I looked over the thread you added that's a good read. And as far as the Epsom salt I hardly use it I did to aid in coralline growth, but it wouldn't hurt to get some magnesium chloride if I can find it. Again another way to save a few bucks.


----------



## trouble93 (Nov 8, 2008)

MediaHound said:


> Hi James,
> That really is frustrating!
> I would agree that investing in a reefkeeper is a smart decision. You would plug your heater into it and let the more accurate and reliable thermometer of the reefkeeper turn off the outlet that powers the heater when the tank gets too warm (or warm enough). It's a safety net and a good investment imo. I have the RKE.
> 
> ...


I was looking at the RK elite other then a PH probe what other probes can you add? I know this is just part of the process but it doesn't stop it from hurting. And I was able to save a few pieces by cutting off some of the tips.


----------



## trouble93 (Nov 8, 2008)

Tank looks a lot better today after changing a few gals. a day I was able to get the salt level down to 1.026 and a steady 80 degrees but somebody help me out with this one now I have a brown algae bloom. PO4's are still 0 and NO3 are 0 as-well could it be from some of the die off. It's mostly on the sand and a few places on some pvc? And I just want to say thank-you to everybody for your help. And I have to take back my first statement I don't hate the hobby I think I love it to much.


----------



## MediaHound (Jul 19, 2006)

trouble93 said:


> I was looking at the RK elite other then a PH probe what other probes can you add?

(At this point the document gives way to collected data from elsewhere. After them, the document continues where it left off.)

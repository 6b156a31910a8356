// This Source Code Form is subject to the terms of the Mozilla Public
// License, v. 2.0. If a copy of the MPL was not distributed with this
// file, You can obtain one at https://mozilla.org/MPL/2.0/.

//! Attribute flattening and typing
//!
//! Turns a property set into typed literals. Property sets are user-authored
//! and heterogeneous, so nothing here fails: unknown shapes become strings and
//! unmatched names get an empty unit.

use crate::triple::{Literal, XsdType};
use crate::units::infer_unit;
use ifc_lbd_model::{format_double, AttributeSet, AttributeValue, RESERVED_ID_KEY};

/// One attribute after flattening
#[derive(Clone, Debug, PartialEq)]
pub struct FlatAttribute {
    /// Cleaned attribute name, used as the `props:` predicate
    pub name: String,
    /// Typed literal to emit
    pub literal: Literal,
    /// Original value, stringified, for the audit trail
    pub original: String,
    /// Inferred unit, empty if none
    pub unit: &'static str,
}

/// Clean an attribute name into a predicate-safe identifier
///
/// Each run of letters is title-cased (first letter upper, rest lower),
/// then whitespace, `\` and `/` are removed: `"fire rating"` becomes
/// `FireRating`, `"Dpp_Dim_Height_mm"` becomes `Dpp_Dim_Height_Mm`.
pub fn clean_name(name: &str) -> String {
    let mut out = String::with_capacity(name.len());
    let mut prev_cased = false;

    for c in name.chars() {
        let cased = c.is_uppercase() || c.is_lowercase();
        if cased {
            if prev_cased {
                out.extend(c.to_lowercase());
            } else {
                out.extend(c.to_uppercase());
            }
        } else if !c.is_whitespace() && c != '\\' && c != '/' {
            out.push(c);
        }
        prev_cased = cased;
    }

    out
}

/// Collapse line breaks the way string literals are emitted
fn collapse_lines(text: &str) -> String {
    text.replace('\n', ", ").replace('\r', "")
}

/// Type a single value
///
/// Priority: boolean, integer, double, then string for everything else.
pub fn type_value(value: &AttributeValue) -> Literal {
    match value {
        AttributeValue::Boolean(b) => Literal::new(b.to_string(), XsdType::Boolean),
        AttributeValue::Integer(i) => Literal::new(i.to_string(), XsdType::Int),
        AttributeValue::Double(d) => Literal::new(format_double(*d), XsdType::Double),
        AttributeValue::Text(s) => Literal::string(collapse_lines(s)),
        other => Literal::string(collapse_lines(&other.to_string())),
    }
}

/// Flatten one attribute pair
pub fn flatten_attribute(name: &str, value: &AttributeValue) -> FlatAttribute {
    let name = clean_name(name);
    let literal = type_value(value);
    let unit = if literal.datatype.is_numeric() {
        infer_unit(&name)
    } else {
        ""
    };

    FlatAttribute {
        name,
        literal,
        original: value.to_string(),
        unit,
    }
}

/// Flatten a property set, skipping the reserved `id` key
pub fn flatten_attribute_set(set: &AttributeSet) -> Vec<FlatAttribute> {
    set.iter()
        .filter(|(name, _)| *name != RESERVED_ID_KEY)
        .map(|(name, value)| flatten_attribute(name, value))
        .collect()
}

I know this is just part of the process but it doesn't stop it from hurting. And I was able to save a few pieces by cutting off some of the tips.


You can get an ORP probe on the same module that runs the PH probe. 
You can get the thermometer as well, that also goes on the module that runs the PH and ORP probes










You can also now get a module that can do the Salinity with a probe, it also does PH and temp as well. This module recently came out, it wasn't always available. What's cool is they keep adding stuff to do with the head unit.


----------



## trouble93 (Nov 8, 2008)

What do you think about this one: 

Description
ReefKeeper Lite Level 3

ReefKeeper Lite Preliminary Product Information
Expandable - up to 4 modules (PC4s, SL1s or MLC)
pH, ORP, and switch inputs (w/ optional SL1)
16 timers / 16 alarms
Audible / Visual alarms
Wavemaker
Dual Stage Temperature Controller
Moonlight Controller (w/optional MLC)
Light Controller
Pump Controller

ReefKeeper Lite - Level 3 Includes:
1 x Head unit (GC2)
2 x PC4 (total of 8 outlets)
1 x SL1 (pH, ORP, temp, 2 x switch inputs)
1 x Temp Probe
1 x pH Probe Kit
_________________


----------



## MediaHound (Jul 19, 2006)

That's a good start, then you can upgrade later and get the ORP probe to plug into that SL1 module, and keep your eye on that measurement. It's certainly not needed but certainly good for additional insight. 
You might end up with more PC4's over time based on how many things you plan on plugging in. 
Also, the NET module is something you might want later so you can connect it to your computer and run reports and such that way. 
Also, the limit of 4 modules overall is the thing that you need to consider if it'll be a problem for you later. With two PC4's and one SL1, that's already 3 modules right there. But at the price the RKL comes, its value packed and a really great deal for what you can do with it.


----------



## trouble93 (Nov 8, 2008)

MediaHound said:


> That's a good start, then you can upgrade later and get the ORP probe to plug into that SL1 module, and keep your eye on that measurement. It's certainly not needed but certainly good for additional insight.
> You might end up with more PC4's over time based on how many things you plan on plugging in.
> Also, the NET module is something you might want later so you can connect it to your computer and run reports and such that way.
> Also, the limit of 4 modules overall is the thing that you need to consider if it'll be a problem for you later. With two PC4's and one SL1, that's already 3 modules right there. But at the price the RKL comes, its value packed and a really great deal for what you can do with it.


Thanks I'll go ahead and order it this week.


----------



## MediaHound (Jul 19, 2006)

Awesome, nice choice. It really helps dial things in, automate things, and alert you about whats going on in (and around!) the tank. Nice choice. Their support over there is fantastic as well.


----------



## Imaexpat2 (Jun 17, 2009)

Malfunctioning heaters is why I try to use two small heaters instead of one big one. If one heads south or too far north for that matter I can usually catch it and stop the train wreck before it gets out of control and too far gone.


----------



## trouble93 (Nov 8, 2008)

Imaexpat2 said:


> Malfunctioning heaters is why I try to use two small heaters instead of one big one. If one heads south or too far north for that matter I can usually catch it and stop the train wreck before it gets out of control and too far gone.


There was 2 one in the sump and one in the tank. It's always a good thing to have 2 but it doesn't matter if one of them get's stuck on. The only thing that happens in that case is the good one will cut off and the other will keep on heating.


----------



## trouble93 (Nov 8, 2008)

MediaHound said:


> Awesome, nice choice. It really helps dial things in, automate things, and alert you about whats going on in (and around!) the tank. Nice choice. Their support over there is fantastic as well.


I kick the idea around a few Month back and then dragged my feet about getting it...now I wish I had. Always follow your first mind. Question can I use another probe instead of the ORP?


----------